Julia Spencer-Fleming’s HID FROM OUR EYES

Hid_From_Our_EyesI have come to the most recent “end” of Spencer-Fleming’s Clare Fergusson/Russ Van Alstyne series with a sigh of satisfaction and anticipation for the next book, underway but by no means on the pubbed radar. One reason I love this series is Spencer-Fleming’s ability to deliver the familiar with something fresh, new, and surprising. In Hid From Our Eyes, she continues Clare and Russ’s great love and now adorable parenthood, offers ample glimpses into the ensemble cast who surround them, but also introduces new characters, fleshes out beloved, well-known ones, advances, but barely, to my great chagrin, a secondary romance, and depicts three murders occurring in different time periods, 1952, 1972, and present-day. She links them by the murders’ similarity: a dead young woman is found on a Millers Kill roadway, the autopsy failing to establish cause of death, and three police chiefs, Harry Neil (1952), Jack Liddle (1972), and Russ Van Alstyne (present-day), committed, intelligent, ethical, try to find the murderers. (Spencer-Fleming lobs a gasp-worthy revelation when one of Jack’s 1972 suspects is a newly returned military vet, angry, wild, and oh-so-sad, barely out-of-his-teens Russ!) 
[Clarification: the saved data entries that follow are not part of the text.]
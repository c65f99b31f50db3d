//! Move selection for the computer opponent
//!
//! The selector is a pure dispatch over the difficulty level:
//! - [`random`]: uniform-random choice among empty cells
//! - [`heuristic`]: fixed-priority rules (win, block, center, corner, side)
//! - [`minimax`]: exhaustive game-tree search with alpha-beta pruning
//!
//! All three return `None` only on a board with no empty cells. Callers are
//! not supposed to ask for a move on a terminal board, but the strategies
//! defend against it anyway.

pub mod heuristic;
pub mod minimax;
pub mod random;

use crate::board::{Board, Mark};

/// Difficulty of the computer opponent. Pure configuration, no state.
#[derive(Debug, Clone, Copy, PartialEq, Eq, Default)]
pub enum Level {
    /// Random moves
    Easy,
    /// Fixed-priority heuristic with known blind spots versus forks
    #[default]
    Medium,
    /// Full minimax search, never loses
    Hard,
}

impl Level {
    pub const ALL: [Level; 3] = [Level::Easy, Level::Medium, Level::Hard];

    /// Parse a level name. Unrecognized names fall back to `Medium`.
    pub fn from_name(name: &str) -> Level {
        match name.trim().to_ascii_lowercase().as_str() {
            "easy" => Level::Easy,
            "hard" => Level::Hard,
            _ => Level::Medium,
        }
    }

    /// Display label
    pub fn label(self) -> &'static str {
        match self {
            Level::Easy => "Easy",
            Level::Medium => "Medium",
            Level::Hard => "Hard",
        }
    }
}

impl std::fmt::Display for Level {
    fn fmt(&self, f: &mut std::fmt::Formatter<'_>) -> std::fmt::Result {
        f.write_str(self.label())
    }
}

/// Select the cell the computer should occupy.
///
/// Returns `None` only when the board has no empty cells.
pub fn select_move(board: &Board, ai: Mark, level: Level) -> Option<usize> {
    match level {
        Level::Easy => random::choose_move(board),
        Level::Medium => heuristic::choose_move(board, ai),
        Level::Hard => minimax::choose_move(board, ai),
    }
}
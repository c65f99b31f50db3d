//! Theme constants for the tic-tac-toe GUI

use egui::Color32;

// Board colors
pub const BOARD_BG: Color32 = Color32::from_rgb(38, 41, 46);
pub const CELL_BG: Color32 = Color32::from_rgb(48, 51, 58);
pub const GRID_LINE: Color32 = Color32::from_rgb(70, 74, 82);

// Mark colors
pub const X_COLOR: Color32 = Color32::from_rgb(100, 180, 255);
pub const O_COLOR: Color32 = Color32::from_rgb(255, 170, 90);

// Markers
pub const LAST_MOVE_MARKER: Color32 = Color32::from_rgb(230, 60, 60);
pub const WIN_HIGHLIGHT: Color32 = Color32::from_rgb(50, 220, 50);

// Panel colors - dark modern theme
pub const PANEL_BG: Color32 = Color32::from_rgb(25, 27, 31);
pub const CARD_BG: Color32 = Color32::from_rgb(35, 38, 43);
pub const TEXT_PRIMARY: Color32 = Color32::from_rgb(240, 240, 245);
pub const TEXT_SECONDARY: Color32 = Color32::from_rgb(160, 165, 175);
pub const TEXT_MUTED: Color32 = Color32::from_rgb(120, 125, 135);

// Status colors
pub const STATUS_OK: Color32 = Color32::from_rgb(80, 200, 120);
pub const STATUS_THINKING: Color32 = Color32::from_rgb(255, 180, 50);

// Hover preview (can't be const)
pub fn hover_valid() -> Color32 {
    Color32::from_rgba_unmultiplied(120, 160, 200, 60)
}

// Sizes
pub const BOARD_MARGIN: f32 = 24.0;
pub const CELL_GAP: f32 = 8.0;
pub const MARK_RADIUS_RATIO: f32 = 0.32;
pub const MARK_STROKE_WIDTH: f32 = 7.0;
pub const LAST_MOVE_MARKER_RADIUS: f32 = 4.0;
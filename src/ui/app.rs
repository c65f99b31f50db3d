//! Main application for the tic-tac-toe GUI

use eframe::egui;
use egui::{CentralPanel, Context, CornerRadius, Frame, RichText, SidePanel};

use crate::ai::Level;
use crate::rules;

use super::board_view::BoardView;
use super::game_state::{GameOutcome, GameState};
use super::theme::*;

/// Main tic-tac-toe application
pub struct TicTacToeApp {
    state: GameState,
    board_view: BoardView,
}

impl Default for TicTacToeApp {
    fn default() -> Self {
        Self {
            state: GameState::new(),
            board_view: BoardView::default(),
        }
    }
}

impl TicTacToeApp {
    /// Create a new app
    pub fn new(_cc: &eframe::CreationContext<'_>) -> Self {
        Self::default()
    }

    /// Helper to create a card frame
    fn card_frame() -> Frame {
        Frame::new()
            .fill(CARD_BG)
            .corner_radius(CornerRadius::same(8))
            .inner_margin(12.0)
    }

    /// Render the side panel with status, settings and score
    fn render_side_panel(&mut self, ctx: &Context) {
        SidePanel::right("info_panel")
            .min_width(230.0)
            .max_width(270.0)
            .frame(Frame::new().fill(PANEL_BG))
            .show(ctx, |ui| {
                ui.add_space(12.0);
                self.render_title_card(ui);
                ui.add_space(12.0);
                self.render_status_card(ui);
                ui.add_space(10.0);
                self.render_level_card(ui);
                ui.add_space(10.0);
                self.render_settings_card(ui);
                ui.add_space(10.0);
                self.render_score_card(ui);
                ui.add_space(10.0);
                self.render_actions_card(ui);

                if let Some(msg) = self.state.message.clone() {
                    ui.add_space(10.0);
                    self.render_message_card(ui, &msg);
                }
            });
    }

    fn render_title_card(&self, ui: &mut egui::Ui) {
        ui.horizontal(|ui| {
            ui.add_space(8.0);
            ui.label(RichText::new("TIC-TAC-TOE").size(22.0).strong().color(TEXT_PRIMARY));
        });
        ui.horizontal(|ui| {
            ui.add_space(8.0);
            ui.label(RichText::new("X always moves first").size(11.0).color(TEXT_MUTED));
        });
    }

    /// Render the turn/result status card
    fn render_status_card(&self, ui: &mut egui::Ui) {
        Self::card_frame().show(ui, |ui| {
            ui.label(RichText::new("STATUS").size(10.0).color(TEXT_MUTED));
            ui.add_space(6.0);

            let (text, color) = match self.state.outcome() {
                Some(GameOutcome::PlayerWin) => ("You win!".to_string(), STATUS_OK),
                Some(GameOutcome::ComputerWin) => ("Computer wins.".to_string(), O_COLOR),
                Some(GameOutcome::Draw) => ("Draw.".to_string(), TEXT_SECONDARY),
                None if self.state.is_thinking() => {
                    ("Computer is thinking...".to_string(), STATUS_THINKING)
                }
                None if self.state.is_player_turn() => ("Your turn".to_string(), STATUS_OK),
                None => ("Computer to move".to_string(), TEXT_SECONDARY),
            };
            ui.label(RichText::new(text).size(16.0).strong().color(color));

            ui.add_space(4.0);
            ui.label(
                RichText::new(format!(
                    "You play {}, computer plays {}",
                    self.state.player_mark,
                    self.state.computer_mark()
                ))
                .size(11.0)
                .color(TEXT_SECONDARY),
            );
        });
    }

    /// Render the difficulty selector card
    fn render_level_card(&mut self, ui: &mut egui::Ui) {
        Self::card_frame().show(ui, |ui| {
            ui.label(RichText::new("DIFFICULTY").size(10.0).color(TEXT_MUTED));
            ui.add_space(6.0);
            ui.horizontal(|ui| {
                for level in Level::ALL {
                    if ui
                        .selectable_label(self.state.level == level, level.label())
                        .clicked()
                    {
                        self.state.level = level;
                    }
                }
            });
        });
    }

    /// Render the settings card
    fn render_settings_card(&mut self, ui: &mut egui::Ui) {
        Self::card_frame().show(ui, |ui| {
            ui.label(RichText::new("SETTINGS").size(10.0).color(TEXT_MUTED));
            ui.add_space(6.0);
            ui.checkbox(&mut self.state.alternate_starter, "Alternate starter");
        });
    }

    /// Render the session score card
    fn render_score_card(&self, ui: &mut egui::Ui) {
        Self::card_frame().show(ui, |ui| {
            ui.label(RichText::new("SESSION SCORE").size(10.0).color(TEXT_MUTED));
            ui.add_space(8.0);

            let scores = self.state.scores;
            for (label, value) in [
                ("You", scores.player),
                ("Computer", scores.computer),
                ("Draws", scores.draws),
            ] {
                ui.horizontal(|ui| {
                    ui.label(RichText::new(label).size(12.0).color(TEXT_SECONDARY));
                    ui.with_layout(egui::Layout::right_to_left(egui::Align::Center), |ui| {
                        ui.label(
                            RichText::new(value.to_string())
                                .size(14.0)
                                .strong()
                                .color(TEXT_PRIMARY),
                        );
                    });
                });
            }
        });
    }

    /// Render the actions card
    fn render_actions_card(&mut self, ui: &mut egui::Ui) {
        Self::card_frame().show(ui, |ui| {
            ui.label(RichText::new("ACTIONS").size(10.0).color(TEXT_MUTED));
            ui.add_space(8.0);
            ui.horizontal(|ui| {
                if ui.button("New game (N)").clicked() {
                    self.state.new_game();
                }
                if ui.button("Reset scores").clicked() {
                    self.state.reset_scores();
                }
            });
        });
    }

    fn render_message_card(&self, ui: &mut egui::Ui, msg: &str) {
        Frame::new()
            .fill(egui::Color32::from_rgb(80, 60, 30))
            .corner_radius(CornerRadius::same(8))
            .inner_margin(10.0)
            .show(ui, |ui| {
                ui.label(RichText::new(msg).size(11.0).color(TEXT_PRIMARY));
            });
    }

    /// Render the main board
    fn render_board(&mut self, ctx: &Context) {
        CentralPanel::default().show(ctx, |ui| {
            ui.style_mut().visuals.panel_fill = PANEL_BG;

            let winning_line = rules::winning_line(&self.state.board);
            let interactive = self.state.is_player_turn() && !self.state.is_thinking();

            let clicked = self.board_view.show(
                ui,
                &self.state.board,
                self.state.last_move,
                winning_line,
                interactive,
            );

            if let Some(idx) = clicked {
                if let Err(msg) = self.state.try_play(idx) {
                    self.state.message = Some(msg);
                }
            }
        });
    }

    /// Handle keyboard shortcuts
    fn handle_input(&mut self, ctx: &Context) {
        ctx.input(|i| {
            // N - New game
            if i.key_pressed(egui::Key::N) {
                self.state.new_game();
            }
            // 1/2/3 - Difficulty
            if i.key_pressed(egui::Key::Num1) {
                self.state.level = Level::Easy;
            }
            if i.key_pressed(egui::Key::Num2) {
                self.state.level = Level::Medium;
            }
            if i.key_pressed(egui::Key::Num3) {
                self.state.level = Level::Hard;
            }
        });
    }
}

impl eframe::App for TicTacToeApp {
    fn update(&mut self, ctx: &Context, _frame: &mut eframe::Frame) {
        // Handle keyboard input
        self.handle_input(ctx);

        // Apply a finished computer move, if any
        self.state.poll_thinking();

        // Start the computer's move when it is due
        if self.state.is_computer_turn() && !self.state.is_thinking() {
            self.state.start_thinking();
        }

        // Render UI
        self.render_side_panel(ctx);
        self.render_board(ctx);

        // Keep polling while the computer is thinking
        if self.state.is_thinking() {
            ctx.request_repaint();
        }
    }
}
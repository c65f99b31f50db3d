//! Easy strategy: uniform-random choice among empty cells

use rand::Rng;

use crate::board::Board;
use crate::rules::empty_cells;

/// Pick a uniformly random empty cell, `None` on a full board
pub fn choose_move(board: &Board) -> Option<usize> {
    choose_move_with(board, &mut rand::rng())
}

/// Same as [`choose_move`] with a caller-supplied RNG (seedable in tests)
pub(crate) fn choose_move_with<R: Rng + ?Sized>(board: &Board, rng: &mut R) -> Option<usize> {
    let empties = empty_cells(board);
    if empties.is_empty() {
        return None;
    }
    Some(empties[rng.random_range(0..empties.len())])
}

#[cfg(test)]
mod tests {
    use super::*;
    use rand::rngs::StdRng;
    use rand::SeedableRng;

    #[test]
    fn only_returns_empty_cells() {
        let board = Board::parse("XO..X..O.");
        let empties = empty_cells(&board);
        let mut rng = StdRng::seed_from_u64(42);

        for _ in 0..100 {
            let idx = choose_move_with(&board, &mut rng).unwrap();
            assert!(empties.contains(&idx), "cell {} is not empty", idx);
        }
    }

    #[test]
    fn covers_every_empty_cell_eventually() {
        let board = Board::parse("XOX.O....");
        let empties = empty_cells(&board);
        let mut rng = StdRng::seed_from_u64(7);

        let mut seen = std::collections::HashSet::new();
        for _ in 0..200 {
            seen.insert(choose_move_with(&board, &mut rng).unwrap());
        }
        for idx in empties {
            assert!(seen.contains(&idx), "cell {} never chosen", idx);
        }
    }

    #[test]
    fn full_board_yields_none() {
        let board = Board::parse("XOXXOOOXX");
        let mut rng = StdRng::seed_from_u64(0);
        assert_eq!(choose_move_with(&board, &mut rng), None);
    }

    #[test]
    fn single_empty_cell_is_forced() {
        let board = Board::parse("XOXXOOOX.");
        let mut rng = StdRng::seed_from_u64(3);
        assert_eq!(choose_move_with(&board, &mut rng), Some(8));
    }
}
After the intensely personal, character-driven last two series volumes, One Was A Soldier and Through the Evil Days, Spencer-Fleming somewhat returns to procedural narrative. The three murders, spanning over sixty years, have a Twin-Peak-ish quality that sang to my forever-90s-television heart. And the chiefs of police, mentor-figures to the one who follows, are steady, ethical, detecting figures amidst the different historical worlds they inhabit: police methods, attitudes towards women, and the wars that haunt their past and were formative for them, WWII, Vietnam, the Gulf War (Iraq and Afghanistan belong to Clare). But the determination to bring justice remains the same and drives Harry as much as Jack and our beloved Russ. One of the novel’s delights is the re-appearance of the now-retired Jack Liddle, joining the ensemble cast as Russ’s detecting sidekick and possible love-interest (he’s carried a torch for years) for Margy, Russ’s geriatric pixie activist mom. Add Spencer-Fleming’s knife-twist of a plot addition, the possible dissolution of the Millers Killers police department and reader-agony reaches peak intensity. 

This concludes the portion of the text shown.